The 2 major outcomes among both girls and boys were (1) the proportion receiving ≥1 needed study vaccine, including Tdap, MCV4, or (among girls) a first dose of HPV and (2) the proportion receiving all study vaccines needed. Because of time limitations, the major outcome regarding the HPV vaccine was initiation, rather than completion of the 3-dose HPV series. However, the proportions of girls who received a second or third dose were tracked as secondary outcomes. Among boys and girls, we also calculated percentages who were consented for individual vaccines at the time of registration and who received these vaccines. Finally, within each gender group, we calculated the percentage of students who received at least 1 vaccine but did not receive all needed vaccines. The data source for immunization outcomes was CIIS. Immunizations were counted even if given outside the SBHC, because recall could have resulted in a visit to a different site for immunization.
Data Analysis of Immunization Outcomes
The study was originally powered to detect a 15% difference between control and intervention groups based on a total sample size of 400 students across all schools. Because the RCT was only conducted in boys, the total randomly assigned was 264, which provided 84% power to detect an 18% overall difference between the intervention and control groups. All analyses were based on intention to treat. Students who needed vaccines but were not consented were included in the denominator.

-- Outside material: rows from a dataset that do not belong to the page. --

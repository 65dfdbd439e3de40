use std::collections::HashMap;
use std::fs::File;
use std::io::{self, BufRead, BufReader};
use std::path::{Path, PathBuf};

use log::debug;
use thiserror::Error;

use crate::environment::Environment;

pub const DEFAULT_PROMPT: &str = "psh-$ ";

#[derive(Debug, Clone, PartialEq)]
pub struct Config {
    pub prompt: String,
    pub greeting: bool,
    pub env_vars: HashMap<String, String>,
}

impl Default for Config {
    fn default() -> Self {
        ConfigLoader::default_config()
    }
}

impl Config {
    /// Exports the `env.*` entries into the session.
    pub fn apply(&self, env: &mut Environment) {
        for (name, value) in &self.env_vars {
            env.set(name, value);
            env.export(name);
        }
    }
}

pub struct ConfigLoader;

impl ConfigLoader {
    pub fn default_config() -> Config {
        Config {
            prompt: DEFAULT_PROMPT.to_string(),
            greeting: true,
            env_vars: HashMap::new(),
        }
    }

    /// `$PSH_CONFIG` if set, otherwise `~/.pshrc`.
    pub fn default_path(env: &Environment) -> Option<PathBuf> {
        if let Some(path) = env.get("PSH_CONFIG") {
            return Some(PathBuf::from(path));
        }
        env.get("HOME").map(|home| Path::new(home).join(".pshrc"))
    }

    /// Loads the config at `path`, falling back to the defaults when there
    /// is no such file.
    pub fn load(path: Option<&Path>) -> Result<Config, ConfigError> {
        match path {
            Some(path) if path.exists() => {
                debug!("loading config from {}", path.display());
                Self::load_from_file(path)
            }
            _ => Ok(Self::default_config()),
        }
    }

    pub fn load_from_file<P: AsRef<Path>>(path: P) -> Result<Config, ConfigError> {
        let file = File::open(path)?;
        let mut src = String::new();
        for line in BufReader::new(file).lines() {
            src.push_str(&line?);
            src.push('\n');
        }
        Self::load_from_str(&src)
    }

    pub fn load_from_str(src: &str) -> Result<Config, ConfigError> {
        let mut prompt = None;
        let mut greeting = None;
        let mut env_vars = HashMap::new();

        for (lineno, line) in src.lines().enumerate() {
            if line.trim().is_empty() || line.trim_start().starts_with('#') {
                continue;
            }
            let Some((key, value)) = line.split_once('=') else {
                return Err(ConfigError::Parse(format!(
                    "Line {}: No '=' found: {}",
                    lineno + 1,
                    line
                )));
            };
            let key = key.trim();

            match key {
                // keep trailing spaces, they matter in a prompt
                "prompt" => prompt = Some(value.trim_start().to_string()),
                "greeting" => match value.trim() {
                    "true" => greeting = Some(true),
                    "false" => greeting = Some(false),
                    _ => {
                        return Err(ConfigError::Parse(format!(
                            "Line {}: Invalid bool: {}",
                            lineno + 1,
                            line
                        )));
                    }
                },
                k if k.starts_with("env.") => {
                    let var = k.trim_start_matches("env.").to_string();
                    if var.is_empty() {
                        return Err(ConfigError::Parse(format!(
                            "Line {}: Missing variable name: {}",
                            lineno + 1,
                            line
                        )));
                    }
                    env_vars.insert(var, value.trim().to_string());
                }
                _ => {
                    return Err(ConfigError::Parse(format!(
                        "Line {}: Unknown key: {}",
                        lineno + 1,
                        key
                    )));
                }
            }
        }

        let default = ConfigLoader::default_config();
        Ok(Config {
            prompt: prompt.unwrap_or(default.prompt),
            greeting: greeting.unwrap_or(default.greeting),
            env_vars,
        })
    }
}

#[derive(Debug, Error)]
pub enum ConfigError {
    #[error("IO error: {0}")]
    Io(#[from] io::Error),
    #[error("Parse error: {0}")]
    Parse(String),
}

#[cfg(test)]
mod tests {
    use super::*;
    use std::fs;

    #[test]
    fn test_defaults_for_empty_source() {
        let config = ConfigLoader::load_from_str("").unwrap();
        assert_eq!(config, Config::default());
        assert_eq!(config.prompt, "psh-$ ");
        assert!(config.greeting);
    }

    #[test]
    fn test_load_from_str() {
        let src = "# comment\nprompt=> \ngreeting = false\nenv.EDITOR=vi\n\n";
        let config = ConfigLoader::load_from_str(src).unwrap();
        assert_eq!(config.prompt, "> ");
        assert!(!config.greeting);
        assert_eq!(config.env_vars.get("EDITOR").map(String::as_str), Some("vi"));
    }

    #[test]
    fn test_parse_errors_carry_line_numbers() {
        let err = ConfigLoader::load_from_str("prompt=$ \nbogus").unwrap_err();
        assert_eq!(err.to_string(), "Parse error: Line 2: No '=' found: bogus");

        let err = ConfigLoader::load_from_str("colour=red").unwrap_err();
        assert_eq!(err.to_string(), "Parse error: Line 1: Unknown key: colour");

        assert!(ConfigLoader::load_from_str("greeting=maybe").is_err());
        assert!(ConfigLoader::load_from_str("env.=x").is_err());
    }

    #[test]
    fn test_load_missing_file_gives_defaults() {
        let dir = tempfile::tempdir().unwrap();
        let config = ConfigLoader::load(Some(dir.path().join("missing").as_path())).unwrap();
        assert_eq!(config, Config::default());
        assert_eq!(ConfigLoader::load(None).unwrap(), Config::default());
    }

    #[test]
    fn test_load_file() {
        let dir = tempfile::tempdir().unwrap();
        let path = dir.path().join("pshrc");
        fs::write(&path, "greeting=false\n").unwrap();
        let config = ConfigLoader::load(Some(path.as_path())).unwrap();
        assert!(!config.greeting);
    }

    #[test]
    fn test_default_path() {
        let mut env = Environment::default();
        assert_eq!(ConfigLoader::default_path(&env), None);
        env.set("HOME", "/home/test");
        assert_eq!(ConfigLoader::default_path(&env), Some(PathBuf::from("/home/test/.pshrc")));
        env.set("PSH_CONFIG", "/etc/psh.conf");
        assert_eq!(ConfigLoader::default_path(&env), Some(PathBuf::from("/etc/psh.conf")));
    }

    #[test]
    fn test_apply_exports_variables() {
        let config = ConfigLoader::load_from_str("env.PSH_TEST=1").unwrap();
        let mut env = Environment::default();
        config.apply(&mut env);
        assert_eq!(env.exported_vars(), vec![("PSH_TEST".to_string(), "1".to_string())]);
    }
}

For boys, results for both outcomes were compared between intervention and control groups by using χ2 statistics. Statistical analyses were performed by using SAS software (SAS 9.2, SAS Institute, Cary, NC).
The cost analysis focused on the costs associated with performing recall and did not include start-up costs. Personnel time included time spent by using CIIS to generate a list of students who needed immunizations, looking up students’ class schedules, setting appointment times, and notifying students to come to the clinic for shots. To estimate the time associated with recall, an observer visited each school twice to directly observe the tasks performed by SBHC employees and document the time spent. The documented times were averaged for each site. Other costs consisted of supplies necessary to performing recall (recall notices, paper supplies for tracking, copy costs) as determined from purchase invoices.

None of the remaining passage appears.